----- RECORDED DATA
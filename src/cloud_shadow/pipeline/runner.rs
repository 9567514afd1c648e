use std::io::Write;
use std::path::Path;

use tracing::{info, instrument, warn};

use crate::cloud_shadow::{
    common::error::{DetectionError, Result},
    detection::{self, CloudShadowMasks, coverage},
    pipeline::{PipelineConfig, PipelineTimings, Timer},
    raster::{GeoTiffMaskWriter, GeoTiffReader, MaskWriter, RasterReader, SpectralImage},
};

/// Loads a multispectral raster, detects clouds and shadows, stores both masks.
pub struct CloudShadowPipeline<R: RasterReader, W: MaskWriter> {
    reader: R,
    writer: W,
    config: PipelineConfig,
}

impl CloudShadowPipeline<GeoTiffReader, GeoTiffMaskWriter> {
    pub fn new(config: PipelineConfig) -> Self {
        Self {
            reader: GeoTiffReader::new(),
            writer: GeoTiffMaskWriter,
            config,
        }
    }
}

impl<R: RasterReader, W: MaskWriter> CloudShadowPipeline<R, W> {
    pub fn with_custom(reader: R, writer: W, config: PipelineConfig) -> Self {
        Self {
            reader,
            writer,
            config,
        }
    }

    fn validate_dimensions(&self, width: usize, height: usize) -> Result<()> {
        if !self.config.validate_dimensions {
            return Ok(());
        }

        if width == 0 || height == 0 {
            return Err(DetectionError::InvalidDimensions(width, height));
        }

        if let Some(max) = self.config.max_dimension
            && (width > max || height > max)
        {
            warn!(width, height, max, "Image dimensions exceed maximum");
            return Err(DetectionError::InvalidDimensions(width, height));
        }

        Ok(())
    }

    /// Decodes `input_data` and runs detection on it.
    #[instrument(skip(self, input_data), fields(input_size = input_data.len()))]
    pub fn detect_bytes(&self, input_data: &[u8]) -> Result<(SpectralImage, CloudShadowMasks)> {
        let mut timings = PipelineTimings::new();
        self.detect_timed(input_data, &mut timings)
    }

    /// Runs the whole pipeline on in-memory input, writing each mask to its sink.
    #[instrument(skip_all, fields(input_size = input_data.len()))]
    pub fn run(
        &self,
        input_data: &[u8],
        cloud_output: &mut dyn Write,
        shadow_output: &mut dyn Write,
    ) -> Result<CloudShadowMasks> {
        let mut timings = PipelineTimings::new();
        self.run_timed(input_data, cloud_output, shadow_output, &mut timings)
    }

    pub fn run_with_timings(
        &self,
        input_data: &[u8],
        cloud_output: &mut dyn Write,
        shadow_output: &mut dyn Write,
    ) -> Result<(CloudShadowMasks, PipelineTimings)> {
        let mut timings = PipelineTimings::new();
        let masks = self.run_timed(input_data, cloud_output, shadow_output, &mut timings)?;
        Ok((masks, timings))
    }

    #[instrument(skip_all)]
    pub fn run_files<P: AsRef<Path>, Q: AsRef<Path>, S: AsRef<Path>>(
        &self,
        input_path: P,
        cloud_path: Q,
        shadow_path: S,
    ) -> Result<CloudShadowMasks> {
        let mut timings = PipelineTimings::new();
        self.run_files_timed(
            input_path.as_ref(),
            cloud_path.as_ref(),
            shadow_path.as_ref(),
            &mut timings,
        )
    }

    pub fn run_files_with_timings<P: AsRef<Path>, Q: AsRef<Path>, S: AsRef<Path>>(
        &self,
        input_path: P,
        cloud_path: Q,
        shadow_path: S,
    ) -> Result<(CloudShadowMasks, PipelineTimings)> {
        let mut timings = PipelineTimings::new();
        let masks = self.run_files_timed(
            input_path.as_ref(),
            cloud_path.as_ref(),
            shadow_path.as_ref(),
            &mut timings,
        )?;
        Ok((masks, timings))
    }

    pub fn config(&self) -> &PipelineConfig {
        &self.config
    }

    pub fn set_config(&mut self, config: PipelineConfig) {
        self.config = config;
    }

    fn detect_timed(
        &self,
        input_data: &[u8],
        timings: &mut PipelineTimings,
    ) -> Result<(SpectralImage, CloudShadowMasks)> {
        let image = {
            let _span = tracing::info_span!("decode_raster").entered();
            let timer = Timer::start("decode_raster");
            let image = self.reader.read_raster(input_data)?;
            let (name, duration) = timer.stop();
            timings.add_step(name, duration);
            image
        };

        {
            let _span = tracing::info_span!(
                "validate_dimensions",
                width = image.width(),
                height = image.height()
            )
            .entered();
            self.validate_dimensions(image.width(), image.height())?;
        }

        info!(
            width = image.width(),
            height = image.height(),
            bands = image.band_count(),
            element_type = %image.metadata.element_type,
            epsg = ?image.metadata.crs.as_ref().and_then(|crs| crs.epsg()),
            "Raster loaded"
        );

        let masks = {
            let _span = tracing::info_span!("detect").entered();
            let timer = Timer::start("detect");
            let masks = detection::detect(image.data.view(), &self.config.params)?;
            let (name, duration) = timer.stop();
            timings.add_step(name, duration);
            masks
        };

        Ok((image, masks))
    }

    fn run_timed(
        &self,
        input_data: &[u8],
        cloud_output: &mut dyn Write,
        shadow_output: &mut dyn Write,
        timings: &mut PipelineTimings,
    ) -> Result<CloudShadowMasks> {
        let (image, masks) = self.detect_timed(input_data, timings)?;
        let mask_metadata = image.metadata.for_mask();

        {
            let _span = tracing::info_span!("encode_cloud_mask").entered();
            let timer = Timer::start("encode_cloud_mask");
            self.writer
                .write_mask(&masks.cloud, &mask_metadata, cloud_output, &self.config.encoding)?;
            let (name, duration) = timer.stop();
            timings.add_step(name, duration);
        }

        {
            let _span = tracing::info_span!("encode_shadow_mask").entered();
            let timer = Timer::start("encode_shadow_mask");
            self.writer
                .write_mask(&masks.shadow, &mask_metadata, shadow_output, &self.config.encoding)?;
            let (name, duration) = timer.stop();
            timings.add_step(name, duration);
        }

        info!(
            cloud_coverage = coverage(&masks.cloud),
            shadow_coverage = coverage(&masks.shadow),
            total_ms = timings.total_duration().as_secs_f64() * 1000.0,
            "Cloud/shadow detection complete"
        );
        Ok(masks)
    }

    fn run_files_timed(
        &self,
        input_path: &Path,
        cloud_path: &Path,
        shadow_path: &Path,
        timings: &mut PipelineTimings,
    ) -> Result<CloudShadowMasks> {
        info!(
            input = %input_path.display(),
            cloud = %cloud_path.display(),
            shadow = %shadow_path.display(),
            "Detecting clouds and shadows"
        );

        let input_data = {
            let _span = tracing::info_span!("read_input_file").entered();
            let timer = Timer::start("read_input_file");
            let data = std::fs::read(input_path).map_err(|e| {
                DetectionError::InputReadError(format!("{}: {}", input_path.display(), e))
            })?;
            let (name, duration) = timer.stop();
            timings.add_step(name, duration);
            data
        };

        // Encode in memory first so a failed run leaves no partial files behind.
        let mut cloud_bytes = Vec::new();
        let mut shadow_bytes = Vec::new();
        let masks = self.run_timed(&input_data, &mut cloud_bytes, &mut shadow_bytes, timings)?;

        {
            let _span = tracing::info_span!("write_output_files").entered();
            let timer = Timer::start("write_output_files");
            write_file(cloud_path, &cloud_bytes)?;
            write_file(shadow_path, &shadow_bytes)?;
            let (name, duration) = timer.stop();
            timings.add_step(name, duration);
        }

        Ok(masks)
    }
}

fn write_file(path: &Path, bytes: &[u8]) -> Result<()> {
    std::fs::write(path, bytes)
        .map_err(|e| DetectionError::OutputWriteError(format!("{}: {}", path.display(), e)))
}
----------
• WHAT IS REQUIRED:
Could all of the entries be retyped word for word?

• THE COMPLETED TASK:
filename src/cloud_shadow/pipeline/runner.rs
repository 9567514afd1c648e
use std::io::Write;
use std::path::Path;

use tracing::{info, instrument, warn};

use crate::cloud_shadow::{
    common::error::{DetectionError, Result},
    detection::{self, CloudShadowMasks, coverage},
    pipeline::{PipelineConfig, PipelineTimings, Timer},
    raster::{GeoTiffMaskWriter, GeoTiffReader, MaskWriter, RasterReader, SpectralImage},
};

/// Loads a multispectral raster, detects clouds and shadows, stores both masks.
pub struct CloudShadowPipeline<R: RasterReader, W: MaskWriter> {
    reader: R,
    writer: W,
    config: PipelineConfig,
}

impl CloudShadowPipeline<GeoTiffReader, GeoTiffMaskWriter> {
    pub fn new(config: PipelineConfig) -> Self {
        Self {
            reader: GeoTiffReader::new(),
            writer: GeoTiffMaskWriter,
            config,
        }
    }
}

impl<R: RasterReader, W: MaskWriter> CloudShadowPipeline<R, W> {
    pub fn with_custom(reader: R, writer: W, config: PipelineConfig) -> Self {
        Self {
            reader,
            writer,
            config,
        }
    }

    fn validate_dimensions(&self, width: usize, height: usize) -> Result<()> {
        if !self.config.validate_dimensions {
            return Ok(());
        }

        if width == 0 || height == 0 {
            return Err(DetectionError::InvalidDimensions(width, height));
        }

        if let Some(max) = self.config.max_dimension
            && (width > max || height > max)
        {
            warn!(width, height, max, "Image dimensions exceed maximum");
            return Err(DetectionError::InvalidDimensions(width, height));
        }

        Ok(())
    }

    /// Decodes `input_data` and runs detection on it.
    #[instrument(skip(self, input_data), fields(input_size = input_data.len()))]
    pub fn detect_bytes(&self, input_data: &[u8]) -> Result<(SpectralImage, CloudShadowMasks)> {
        let mut timings = PipelineTimings::new();
        self.detect_timed(input_data, &mut timings)
    }

    /// Runs the whole pipeline on in-memory input, writing each mask to its sink.
    #[instrument(skip_all, fields(input_size = input_data.len()))]
    pub fn run(
        &self,
        input_data: &[u8],
        cloud_output: &mut dyn Write,
        shadow_output: &mut dyn Write,
    ) -> Result<CloudShadowMasks> {
        let mut timings = PipelineTimings::new();
        self.run_timed(input_data, cloud_output, shadow_output, &mut timings)
    }

    pub fn run_with_timings(
        &self,
        input_data: &[u8],
        cloud_output: &mut dyn Write,
        shadow_output: &mut dyn Write,
    ) -> Result<(CloudShadowMasks, PipelineTimings)> {
        let mut timings = PipelineTimings::new();
        let masks = self.run_timed(input_data, cloud_output, shadow_output, &mut timings)?;
        Ok((masks, timings))
    }

    #[instrument(skip_all)]
    pub fn run_files<P: AsRef<Path>, Q: AsRef<Path>, S: AsRef<Path>>(
        &self,
        input_path: P,
        cloud_path: Q,
        shadow_path: S,
    ) -> Result<CloudShadowMasks> {
        let mut timings = PipelineTimings::new();
        self.run_files_timed(
            input_path.as_ref(),
            cloud_path.as_ref(),
            shadow_path.as_ref(),
            &mut timings,
        )
    }

    pub fn run_files_with_timings<P: AsRef<Path>, Q: AsRef<Path>, S: AsRef<Path>>(
        &self,
        input_path: P,
        cloud_path: Q,
        shadow_path: S,
    ) -> Result<(CloudShadowMasks, PipelineTimings)> {
        let mut timings = PipelineTimings::new();
        let masks = self.run_files_timed(
            input_path.as_ref(),
            cloud_path.as_ref(),
            shadow_path.as_ref(),
            &mut timings,
        )?;
        Ok((masks, timings))
    }

    pub fn config(&self) -> &PipelineConfig {
        &self.config
    }

    pub fn set_config(&mut self, config: PipelineConfig) {
        self.config = config;
    }

    fn detect_timed(
        &self,
        input_data: &[u8],
        timings: &mut PipelineTimings,
    ) -> Result<(SpectralImage, CloudShadowMasks)> {
        let image = {
            let _span = tracing::info_span!("decode_raster").entered();
            let timer = Timer::start("decode_raster");
            let image = self.reader.read_raster(input_data)?;
            let (name, duration) = timer.stop();
            timings.add_step(name, duration);
            image
        };

        {
            let _span = tracing::info_span!(
                "validate_dimensions",
                width = image.width(),
                height = image.height()
            )
            .entered();
            self.validate_dimensions(image.width(), image.height())?;
        }

        info!(
            width = image.width(),
            height = image.height(),
            bands = image.band_count(),
            element_type = %image.metadata.element_type,
            epsg = ?image.metadata.crs.as_ref().and_then(|crs| crs.epsg()),
            "Raster loaded"
        );

        let masks = {
            let _span = tracing::info_span!("detect").entered();
            let timer = Timer::start("detect");
            let masks = detection::detect(image.data.view(), &self.config.params)?;
            let (name, duration) = timer.stop();
            timings.add_step(name, duration);
            masks
        };

        Ok((image, masks))
    }

    fn run_timed(
        &self,
        input_data: &[u8],
        cloud_output: &mut dyn Write,
        shadow_output: &mut dyn Write,
        timings: &mut PipelineTimings,
    ) -> Result<CloudShadowMasks> {
        let (image, masks) = self.detect_timed(input_data, timings)?;
        let mask_metadata = image.metadata.for_mask();

        {
            let _span = tracing::info_span!("encode_cloud_mask").entered();
            let timer = Timer::start("encode_cloud_mask");
            self.writer
                .write_mask(&masks.cloud, &mask_metadata, cloud_output, &self.config.encoding)?;
            let (name, duration) = timer.stop();
            timings.add_step(name, duration);
        }

        {
            let _span = tracing::info_span!("encode_shadow_mask").entered();
            let timer = Timer::start("encode_shadow_mask");
            self.writer
                .write_mask(&masks.shadow, &mask_metadata, shadow_output, &self.config.encoding)?;
            let (name, duration) = timer.stop();
            timings.add_step(name, duration);
        }

        info!(
            cloud_coverage = coverage(&masks.cloud),
            shadow_coverage = coverage(&masks.shadow),
            total_ms = timings.total_duration().as_secs_f64() * 1000.0,
            "Cloud/shadow detection complete"
        );
        Ok(masks)
    }

    fn run_files_timed(
        &self,
        input_path: &Path,
        cloud_path: &Path,
        shadow_path: &Path,
        timings: &mut PipelineTimings,
    ) -> Result<CloudShadowMasks> {
        info!(
            input = %input_path.display(),
            cloud = %cloud_path.display(),
            shadow = %shadow_path.display(),
            "Detecting clouds and shadows"
        );

        let input_data = {
            let _span = tracing::info_span!("read_input_file").entered();
            let timer = Timer::start("read_input_file");
            let data = std::fs::read(input_path).map_err(|e| {
                DetectionError::InputReadError(format!("{}: {}", input_path.display(), e))
            })?;
            let (name, duration) = timer.stop();
            timings.add_step(name, duration);
            data
        };

        // Encode in memory first so a failed run leaves no partial files behind.
        let mut cloud_bytes = Vec::new();
        let mut shadow_bytes = Vec::new();
        let masks = self.run_timed(&input_data, &mut cloud_bytes, &mut shadow_bytes, timings)?;

        {
            let _span = tracing::info_span!("write_output_files").entered();
            let timer = Timer::start("write_output_files");
            write_file(cloud_path, &cloud_bytes)?;
            write_file(shadow_path, &shadow_bytes)?;
            let (name, duration) = timer.stop();
            timings.add_step(name, duration);
        }

        Ok(masks)
    }
}

fn write_file(path: &Path, bytes: &[u8]) -> Result<()> {
    std::fs::write(path, bytes)
        .map_err(|e| DetectionError::OutputWriteError(format!("{}: {}", path.display(), e)))
}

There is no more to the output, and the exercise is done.